Data to use —
—————
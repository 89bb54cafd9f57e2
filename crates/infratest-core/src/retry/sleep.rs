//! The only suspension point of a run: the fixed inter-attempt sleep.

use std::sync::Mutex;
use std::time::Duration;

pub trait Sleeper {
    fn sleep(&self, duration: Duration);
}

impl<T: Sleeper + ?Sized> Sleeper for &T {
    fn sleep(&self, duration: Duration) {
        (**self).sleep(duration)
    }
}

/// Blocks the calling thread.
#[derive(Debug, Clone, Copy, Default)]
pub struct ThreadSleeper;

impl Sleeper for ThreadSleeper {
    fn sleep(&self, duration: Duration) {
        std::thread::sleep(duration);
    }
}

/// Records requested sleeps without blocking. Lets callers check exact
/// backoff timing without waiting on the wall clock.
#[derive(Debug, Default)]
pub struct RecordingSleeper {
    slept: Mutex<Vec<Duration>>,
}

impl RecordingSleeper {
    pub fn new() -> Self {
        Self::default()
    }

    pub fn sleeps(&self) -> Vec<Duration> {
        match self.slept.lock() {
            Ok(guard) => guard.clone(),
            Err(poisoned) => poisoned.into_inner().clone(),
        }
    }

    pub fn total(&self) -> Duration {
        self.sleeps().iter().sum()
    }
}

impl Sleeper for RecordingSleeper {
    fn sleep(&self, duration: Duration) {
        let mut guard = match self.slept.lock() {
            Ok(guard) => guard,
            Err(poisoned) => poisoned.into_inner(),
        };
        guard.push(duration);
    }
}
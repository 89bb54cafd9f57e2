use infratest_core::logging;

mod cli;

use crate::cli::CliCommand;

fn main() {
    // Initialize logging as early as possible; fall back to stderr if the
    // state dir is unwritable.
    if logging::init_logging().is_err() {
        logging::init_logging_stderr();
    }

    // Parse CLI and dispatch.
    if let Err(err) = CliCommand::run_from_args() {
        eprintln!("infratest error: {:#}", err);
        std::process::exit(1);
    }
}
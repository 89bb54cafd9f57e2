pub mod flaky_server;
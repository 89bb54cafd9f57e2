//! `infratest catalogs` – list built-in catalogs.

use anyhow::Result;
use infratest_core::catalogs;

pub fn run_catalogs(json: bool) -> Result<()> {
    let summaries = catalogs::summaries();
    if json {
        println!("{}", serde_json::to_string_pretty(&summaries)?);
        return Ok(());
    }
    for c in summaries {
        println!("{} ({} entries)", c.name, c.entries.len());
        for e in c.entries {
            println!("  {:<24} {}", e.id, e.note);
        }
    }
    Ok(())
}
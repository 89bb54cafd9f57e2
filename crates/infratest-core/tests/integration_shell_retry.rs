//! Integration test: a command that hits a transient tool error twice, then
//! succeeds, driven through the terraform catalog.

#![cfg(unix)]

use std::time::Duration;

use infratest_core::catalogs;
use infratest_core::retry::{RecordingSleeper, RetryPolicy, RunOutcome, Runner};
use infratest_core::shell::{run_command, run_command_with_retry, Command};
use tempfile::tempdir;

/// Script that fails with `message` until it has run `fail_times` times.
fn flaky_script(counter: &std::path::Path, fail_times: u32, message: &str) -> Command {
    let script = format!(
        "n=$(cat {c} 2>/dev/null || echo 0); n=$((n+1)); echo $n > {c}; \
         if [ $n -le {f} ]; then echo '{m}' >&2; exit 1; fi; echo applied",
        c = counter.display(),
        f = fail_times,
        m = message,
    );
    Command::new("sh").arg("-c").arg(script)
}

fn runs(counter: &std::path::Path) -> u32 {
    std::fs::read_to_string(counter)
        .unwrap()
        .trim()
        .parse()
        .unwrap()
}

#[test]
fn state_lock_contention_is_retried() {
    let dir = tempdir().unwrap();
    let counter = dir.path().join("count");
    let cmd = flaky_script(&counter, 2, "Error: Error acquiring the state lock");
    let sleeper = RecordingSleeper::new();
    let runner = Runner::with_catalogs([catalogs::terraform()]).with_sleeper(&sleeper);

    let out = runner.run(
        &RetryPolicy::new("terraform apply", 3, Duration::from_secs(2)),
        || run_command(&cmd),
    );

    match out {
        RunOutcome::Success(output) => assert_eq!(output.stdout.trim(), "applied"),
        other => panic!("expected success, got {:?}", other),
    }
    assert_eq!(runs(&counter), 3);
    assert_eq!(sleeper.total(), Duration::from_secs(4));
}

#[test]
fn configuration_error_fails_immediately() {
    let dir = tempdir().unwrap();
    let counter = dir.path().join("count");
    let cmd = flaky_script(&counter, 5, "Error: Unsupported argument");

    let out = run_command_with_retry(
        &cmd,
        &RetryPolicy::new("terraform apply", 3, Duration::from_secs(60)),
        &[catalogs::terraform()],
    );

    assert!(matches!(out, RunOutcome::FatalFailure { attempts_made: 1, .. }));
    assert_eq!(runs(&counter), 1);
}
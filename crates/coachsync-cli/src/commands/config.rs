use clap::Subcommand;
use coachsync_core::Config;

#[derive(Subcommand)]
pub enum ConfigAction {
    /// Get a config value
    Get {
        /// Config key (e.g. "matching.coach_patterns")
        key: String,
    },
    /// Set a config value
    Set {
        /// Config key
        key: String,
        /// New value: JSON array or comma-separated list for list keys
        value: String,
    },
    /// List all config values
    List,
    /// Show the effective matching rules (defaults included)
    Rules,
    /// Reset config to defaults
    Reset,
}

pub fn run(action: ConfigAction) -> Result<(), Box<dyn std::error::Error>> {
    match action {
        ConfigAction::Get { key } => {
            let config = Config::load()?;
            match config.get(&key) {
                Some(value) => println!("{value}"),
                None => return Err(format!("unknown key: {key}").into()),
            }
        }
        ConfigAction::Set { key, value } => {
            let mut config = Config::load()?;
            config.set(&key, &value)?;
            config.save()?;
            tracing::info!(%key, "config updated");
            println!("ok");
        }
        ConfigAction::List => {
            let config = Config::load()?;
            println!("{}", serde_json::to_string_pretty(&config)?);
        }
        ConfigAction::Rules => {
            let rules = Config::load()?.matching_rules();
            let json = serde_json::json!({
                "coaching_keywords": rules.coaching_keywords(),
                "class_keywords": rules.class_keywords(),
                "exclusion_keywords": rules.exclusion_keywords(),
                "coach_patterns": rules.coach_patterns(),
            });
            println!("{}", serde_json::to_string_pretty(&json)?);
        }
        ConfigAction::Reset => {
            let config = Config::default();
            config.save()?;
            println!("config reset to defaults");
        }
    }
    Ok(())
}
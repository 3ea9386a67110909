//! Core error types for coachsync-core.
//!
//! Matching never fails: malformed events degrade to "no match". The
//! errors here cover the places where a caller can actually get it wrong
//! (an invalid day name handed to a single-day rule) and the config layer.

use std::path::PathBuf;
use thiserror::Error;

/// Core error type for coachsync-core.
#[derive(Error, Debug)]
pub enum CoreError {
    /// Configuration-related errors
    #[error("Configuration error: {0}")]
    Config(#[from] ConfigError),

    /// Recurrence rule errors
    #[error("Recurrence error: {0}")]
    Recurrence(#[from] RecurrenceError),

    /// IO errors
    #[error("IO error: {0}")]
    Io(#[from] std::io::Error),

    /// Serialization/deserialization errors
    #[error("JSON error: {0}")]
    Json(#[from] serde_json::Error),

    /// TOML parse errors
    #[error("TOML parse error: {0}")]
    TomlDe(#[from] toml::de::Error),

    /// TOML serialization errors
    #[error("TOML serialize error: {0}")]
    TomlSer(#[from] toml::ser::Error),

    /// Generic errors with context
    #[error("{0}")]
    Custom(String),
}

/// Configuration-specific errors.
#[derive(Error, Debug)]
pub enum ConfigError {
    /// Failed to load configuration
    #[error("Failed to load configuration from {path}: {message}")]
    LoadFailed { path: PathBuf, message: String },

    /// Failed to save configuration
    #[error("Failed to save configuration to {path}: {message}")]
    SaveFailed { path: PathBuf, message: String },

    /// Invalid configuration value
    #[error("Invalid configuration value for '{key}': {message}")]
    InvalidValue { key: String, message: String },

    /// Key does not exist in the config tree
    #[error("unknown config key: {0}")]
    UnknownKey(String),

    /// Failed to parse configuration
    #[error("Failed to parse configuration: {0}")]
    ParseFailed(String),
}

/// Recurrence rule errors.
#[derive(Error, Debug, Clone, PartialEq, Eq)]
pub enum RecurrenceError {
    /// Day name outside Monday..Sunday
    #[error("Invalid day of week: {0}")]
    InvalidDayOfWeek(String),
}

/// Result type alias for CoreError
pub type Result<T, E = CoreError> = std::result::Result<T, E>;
—————
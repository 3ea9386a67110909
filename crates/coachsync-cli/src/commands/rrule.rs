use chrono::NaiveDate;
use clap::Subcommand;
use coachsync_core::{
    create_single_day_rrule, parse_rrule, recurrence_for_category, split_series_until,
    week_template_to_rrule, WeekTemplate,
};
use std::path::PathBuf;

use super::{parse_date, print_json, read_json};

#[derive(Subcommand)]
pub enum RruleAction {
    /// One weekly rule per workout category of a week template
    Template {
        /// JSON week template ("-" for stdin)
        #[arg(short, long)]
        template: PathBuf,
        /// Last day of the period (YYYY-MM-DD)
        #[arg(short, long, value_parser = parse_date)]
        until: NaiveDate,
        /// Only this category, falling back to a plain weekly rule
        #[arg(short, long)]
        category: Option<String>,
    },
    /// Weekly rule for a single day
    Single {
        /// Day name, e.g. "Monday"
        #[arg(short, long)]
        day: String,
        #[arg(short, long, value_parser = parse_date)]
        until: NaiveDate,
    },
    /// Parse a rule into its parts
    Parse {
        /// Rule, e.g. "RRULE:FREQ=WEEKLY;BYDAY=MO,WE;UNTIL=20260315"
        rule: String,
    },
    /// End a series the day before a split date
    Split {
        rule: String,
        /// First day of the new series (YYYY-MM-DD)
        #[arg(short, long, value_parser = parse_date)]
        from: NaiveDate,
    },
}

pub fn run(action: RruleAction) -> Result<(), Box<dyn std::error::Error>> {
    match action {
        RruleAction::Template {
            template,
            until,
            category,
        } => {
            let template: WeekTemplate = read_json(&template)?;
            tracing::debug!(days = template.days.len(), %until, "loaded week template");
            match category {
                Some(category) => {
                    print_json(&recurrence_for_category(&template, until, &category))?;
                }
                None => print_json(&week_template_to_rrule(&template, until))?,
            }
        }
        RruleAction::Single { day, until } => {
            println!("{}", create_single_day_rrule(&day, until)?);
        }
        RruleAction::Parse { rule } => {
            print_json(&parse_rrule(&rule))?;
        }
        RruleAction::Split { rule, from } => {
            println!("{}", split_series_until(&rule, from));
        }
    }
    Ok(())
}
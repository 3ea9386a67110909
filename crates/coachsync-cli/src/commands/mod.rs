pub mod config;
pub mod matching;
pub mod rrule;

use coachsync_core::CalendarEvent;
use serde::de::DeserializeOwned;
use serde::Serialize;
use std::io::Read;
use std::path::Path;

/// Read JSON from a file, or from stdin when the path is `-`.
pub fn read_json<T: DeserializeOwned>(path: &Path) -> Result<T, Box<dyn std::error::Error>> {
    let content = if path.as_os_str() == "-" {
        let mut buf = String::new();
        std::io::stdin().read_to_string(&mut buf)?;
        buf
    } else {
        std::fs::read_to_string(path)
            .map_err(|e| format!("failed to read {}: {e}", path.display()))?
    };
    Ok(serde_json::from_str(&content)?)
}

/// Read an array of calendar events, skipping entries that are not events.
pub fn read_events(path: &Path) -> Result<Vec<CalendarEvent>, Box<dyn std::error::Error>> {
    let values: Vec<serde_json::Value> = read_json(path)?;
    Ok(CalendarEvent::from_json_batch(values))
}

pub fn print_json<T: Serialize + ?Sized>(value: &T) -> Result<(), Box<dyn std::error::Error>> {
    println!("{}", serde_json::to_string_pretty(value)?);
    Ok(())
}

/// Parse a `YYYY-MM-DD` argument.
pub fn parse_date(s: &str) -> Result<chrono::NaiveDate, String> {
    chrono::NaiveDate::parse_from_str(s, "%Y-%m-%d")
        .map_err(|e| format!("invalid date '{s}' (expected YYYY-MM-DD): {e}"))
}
—————
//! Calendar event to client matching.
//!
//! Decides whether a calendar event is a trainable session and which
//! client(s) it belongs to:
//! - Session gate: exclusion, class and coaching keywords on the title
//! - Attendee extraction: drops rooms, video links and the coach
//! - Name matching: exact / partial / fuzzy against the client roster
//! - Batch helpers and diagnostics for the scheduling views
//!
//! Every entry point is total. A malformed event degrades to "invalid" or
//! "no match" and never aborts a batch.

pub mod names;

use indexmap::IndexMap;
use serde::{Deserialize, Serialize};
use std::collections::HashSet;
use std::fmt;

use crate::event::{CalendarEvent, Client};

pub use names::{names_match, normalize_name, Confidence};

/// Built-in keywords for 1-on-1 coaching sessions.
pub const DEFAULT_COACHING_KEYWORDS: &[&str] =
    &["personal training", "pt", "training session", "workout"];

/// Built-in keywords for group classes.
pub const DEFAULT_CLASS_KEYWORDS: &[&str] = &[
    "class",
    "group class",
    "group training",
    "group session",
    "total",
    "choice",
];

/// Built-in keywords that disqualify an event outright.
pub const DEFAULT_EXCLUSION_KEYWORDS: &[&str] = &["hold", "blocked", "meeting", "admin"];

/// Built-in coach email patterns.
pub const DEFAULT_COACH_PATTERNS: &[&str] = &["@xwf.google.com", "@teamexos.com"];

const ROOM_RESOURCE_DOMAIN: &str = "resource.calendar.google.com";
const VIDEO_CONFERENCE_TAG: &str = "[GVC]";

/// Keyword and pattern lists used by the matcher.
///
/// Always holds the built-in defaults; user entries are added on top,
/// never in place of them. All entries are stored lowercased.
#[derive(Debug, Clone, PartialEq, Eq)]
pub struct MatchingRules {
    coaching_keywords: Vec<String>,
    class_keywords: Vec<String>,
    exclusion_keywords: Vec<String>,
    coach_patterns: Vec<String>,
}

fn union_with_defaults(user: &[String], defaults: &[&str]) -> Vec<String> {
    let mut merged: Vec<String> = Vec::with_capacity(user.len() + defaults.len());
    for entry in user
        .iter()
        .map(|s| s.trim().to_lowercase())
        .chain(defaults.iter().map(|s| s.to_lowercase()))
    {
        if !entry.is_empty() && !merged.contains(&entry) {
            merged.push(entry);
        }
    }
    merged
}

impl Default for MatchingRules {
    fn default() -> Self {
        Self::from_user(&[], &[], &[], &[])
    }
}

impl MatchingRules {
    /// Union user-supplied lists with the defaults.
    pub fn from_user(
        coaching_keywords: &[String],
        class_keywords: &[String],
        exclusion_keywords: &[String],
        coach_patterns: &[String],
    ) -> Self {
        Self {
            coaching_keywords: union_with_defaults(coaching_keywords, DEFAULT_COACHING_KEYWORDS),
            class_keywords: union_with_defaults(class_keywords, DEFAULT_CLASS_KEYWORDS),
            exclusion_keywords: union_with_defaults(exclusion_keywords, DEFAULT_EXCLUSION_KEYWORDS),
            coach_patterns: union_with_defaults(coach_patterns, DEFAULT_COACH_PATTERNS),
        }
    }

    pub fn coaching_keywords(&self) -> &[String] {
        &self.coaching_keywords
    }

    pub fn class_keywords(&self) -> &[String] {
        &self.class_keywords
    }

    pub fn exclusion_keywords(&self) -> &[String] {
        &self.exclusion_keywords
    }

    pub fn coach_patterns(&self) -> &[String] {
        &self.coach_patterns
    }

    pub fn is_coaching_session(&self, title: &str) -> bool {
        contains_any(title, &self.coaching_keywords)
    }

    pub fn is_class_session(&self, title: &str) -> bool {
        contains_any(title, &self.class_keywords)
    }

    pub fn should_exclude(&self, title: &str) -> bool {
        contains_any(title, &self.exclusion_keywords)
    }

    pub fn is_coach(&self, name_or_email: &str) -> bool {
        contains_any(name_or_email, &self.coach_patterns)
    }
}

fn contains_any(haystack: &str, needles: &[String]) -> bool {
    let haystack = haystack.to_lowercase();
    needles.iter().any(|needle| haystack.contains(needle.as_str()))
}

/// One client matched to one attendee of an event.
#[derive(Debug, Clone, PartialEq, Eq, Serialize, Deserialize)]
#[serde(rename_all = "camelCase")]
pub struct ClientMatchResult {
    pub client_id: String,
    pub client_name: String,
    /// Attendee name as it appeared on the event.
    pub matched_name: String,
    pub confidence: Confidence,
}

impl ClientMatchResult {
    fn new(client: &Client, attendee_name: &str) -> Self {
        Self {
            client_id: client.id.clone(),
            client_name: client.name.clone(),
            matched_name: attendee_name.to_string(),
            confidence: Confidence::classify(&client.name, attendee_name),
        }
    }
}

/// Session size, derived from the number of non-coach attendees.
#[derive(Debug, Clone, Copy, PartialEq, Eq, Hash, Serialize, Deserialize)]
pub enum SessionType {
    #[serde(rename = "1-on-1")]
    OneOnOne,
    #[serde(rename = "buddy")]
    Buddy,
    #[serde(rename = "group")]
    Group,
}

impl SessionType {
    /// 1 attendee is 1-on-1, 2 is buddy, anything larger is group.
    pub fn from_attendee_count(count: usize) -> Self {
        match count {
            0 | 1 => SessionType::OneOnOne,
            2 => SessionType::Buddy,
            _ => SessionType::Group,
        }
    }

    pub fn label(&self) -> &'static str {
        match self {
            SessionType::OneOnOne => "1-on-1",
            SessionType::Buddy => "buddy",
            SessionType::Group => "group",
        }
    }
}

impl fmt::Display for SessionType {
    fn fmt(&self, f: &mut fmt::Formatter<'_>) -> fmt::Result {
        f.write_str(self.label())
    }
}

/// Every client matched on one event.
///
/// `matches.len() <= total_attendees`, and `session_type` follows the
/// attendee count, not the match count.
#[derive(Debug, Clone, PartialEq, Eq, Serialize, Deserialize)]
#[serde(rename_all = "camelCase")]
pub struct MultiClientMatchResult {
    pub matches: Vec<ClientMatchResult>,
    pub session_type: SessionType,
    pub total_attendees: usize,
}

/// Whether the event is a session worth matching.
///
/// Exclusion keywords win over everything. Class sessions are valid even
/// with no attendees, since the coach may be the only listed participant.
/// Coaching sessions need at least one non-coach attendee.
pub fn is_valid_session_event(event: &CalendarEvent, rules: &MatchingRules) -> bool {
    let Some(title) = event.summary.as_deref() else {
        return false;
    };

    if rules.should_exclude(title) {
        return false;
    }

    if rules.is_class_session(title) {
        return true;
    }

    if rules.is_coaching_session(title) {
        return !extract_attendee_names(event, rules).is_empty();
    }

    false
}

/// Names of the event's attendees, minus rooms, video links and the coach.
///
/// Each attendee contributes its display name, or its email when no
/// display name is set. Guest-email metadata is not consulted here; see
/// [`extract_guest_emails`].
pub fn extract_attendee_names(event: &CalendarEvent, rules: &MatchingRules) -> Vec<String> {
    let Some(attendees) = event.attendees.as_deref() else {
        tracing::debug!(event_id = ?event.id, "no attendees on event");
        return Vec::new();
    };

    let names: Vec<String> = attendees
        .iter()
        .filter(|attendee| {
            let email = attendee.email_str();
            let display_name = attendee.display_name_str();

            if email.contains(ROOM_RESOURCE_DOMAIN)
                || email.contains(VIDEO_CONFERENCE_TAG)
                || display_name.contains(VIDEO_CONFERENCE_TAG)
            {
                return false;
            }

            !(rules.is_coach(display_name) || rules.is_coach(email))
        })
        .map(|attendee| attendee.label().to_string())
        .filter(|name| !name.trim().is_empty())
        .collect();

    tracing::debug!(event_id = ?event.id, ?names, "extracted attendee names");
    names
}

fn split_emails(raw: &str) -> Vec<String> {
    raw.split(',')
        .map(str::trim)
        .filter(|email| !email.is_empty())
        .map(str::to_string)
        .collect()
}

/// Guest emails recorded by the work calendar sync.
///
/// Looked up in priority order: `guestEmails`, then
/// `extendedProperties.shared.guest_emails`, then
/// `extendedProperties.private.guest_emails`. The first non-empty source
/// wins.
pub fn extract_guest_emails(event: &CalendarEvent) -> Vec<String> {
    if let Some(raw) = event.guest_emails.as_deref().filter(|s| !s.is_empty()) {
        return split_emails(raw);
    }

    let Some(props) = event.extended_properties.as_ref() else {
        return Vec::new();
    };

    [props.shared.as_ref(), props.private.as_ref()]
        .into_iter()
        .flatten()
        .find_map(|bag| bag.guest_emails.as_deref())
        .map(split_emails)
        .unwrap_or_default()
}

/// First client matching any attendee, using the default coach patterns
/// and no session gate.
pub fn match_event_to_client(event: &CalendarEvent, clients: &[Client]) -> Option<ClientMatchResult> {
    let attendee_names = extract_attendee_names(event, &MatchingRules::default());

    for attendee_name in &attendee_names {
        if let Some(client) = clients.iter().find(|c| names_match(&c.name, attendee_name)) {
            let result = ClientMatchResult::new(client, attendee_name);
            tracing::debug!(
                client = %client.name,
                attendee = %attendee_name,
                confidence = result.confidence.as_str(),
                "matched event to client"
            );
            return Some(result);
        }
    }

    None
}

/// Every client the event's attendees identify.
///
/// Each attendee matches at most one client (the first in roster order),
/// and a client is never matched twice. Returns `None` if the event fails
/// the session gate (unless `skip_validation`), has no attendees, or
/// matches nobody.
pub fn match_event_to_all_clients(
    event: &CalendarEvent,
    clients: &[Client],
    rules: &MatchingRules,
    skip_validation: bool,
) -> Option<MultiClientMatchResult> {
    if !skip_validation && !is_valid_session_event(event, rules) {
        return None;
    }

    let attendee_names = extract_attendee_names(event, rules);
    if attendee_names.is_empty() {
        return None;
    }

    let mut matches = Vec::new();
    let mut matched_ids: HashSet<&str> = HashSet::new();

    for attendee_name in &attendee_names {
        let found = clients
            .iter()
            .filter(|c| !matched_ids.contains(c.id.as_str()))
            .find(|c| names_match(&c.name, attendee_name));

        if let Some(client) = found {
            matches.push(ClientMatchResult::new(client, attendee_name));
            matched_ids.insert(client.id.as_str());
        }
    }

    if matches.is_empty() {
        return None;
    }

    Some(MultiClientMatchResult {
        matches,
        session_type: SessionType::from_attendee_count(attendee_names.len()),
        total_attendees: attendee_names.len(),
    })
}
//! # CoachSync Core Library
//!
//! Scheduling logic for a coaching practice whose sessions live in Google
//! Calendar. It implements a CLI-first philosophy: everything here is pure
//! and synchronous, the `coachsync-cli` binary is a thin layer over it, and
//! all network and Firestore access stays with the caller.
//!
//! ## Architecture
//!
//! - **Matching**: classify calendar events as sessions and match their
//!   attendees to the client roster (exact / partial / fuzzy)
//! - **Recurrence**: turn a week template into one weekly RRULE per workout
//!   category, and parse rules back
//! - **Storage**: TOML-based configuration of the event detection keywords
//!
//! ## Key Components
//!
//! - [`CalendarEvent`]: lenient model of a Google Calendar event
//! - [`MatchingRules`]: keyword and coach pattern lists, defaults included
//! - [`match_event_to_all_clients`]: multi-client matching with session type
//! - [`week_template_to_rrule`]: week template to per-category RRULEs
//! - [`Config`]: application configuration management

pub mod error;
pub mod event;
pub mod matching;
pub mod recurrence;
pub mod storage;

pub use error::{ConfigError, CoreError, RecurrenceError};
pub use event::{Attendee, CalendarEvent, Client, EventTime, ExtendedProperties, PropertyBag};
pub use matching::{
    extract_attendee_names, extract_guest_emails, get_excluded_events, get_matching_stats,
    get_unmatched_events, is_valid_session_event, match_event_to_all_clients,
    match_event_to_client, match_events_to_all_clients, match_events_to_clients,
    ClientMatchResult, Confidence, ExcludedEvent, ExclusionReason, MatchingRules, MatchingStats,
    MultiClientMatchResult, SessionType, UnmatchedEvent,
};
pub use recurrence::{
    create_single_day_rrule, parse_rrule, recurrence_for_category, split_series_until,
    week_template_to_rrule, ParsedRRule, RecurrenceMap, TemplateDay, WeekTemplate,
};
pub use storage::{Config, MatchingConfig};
—————
Please go through the data above and copy each line containing the word "workout".

    /// One weekly rule per workout category of a week template
    &["personal training", "pt", "training session", "workout"];
//! - **Recurrence**: turn a week template into one weekly RRULE per workout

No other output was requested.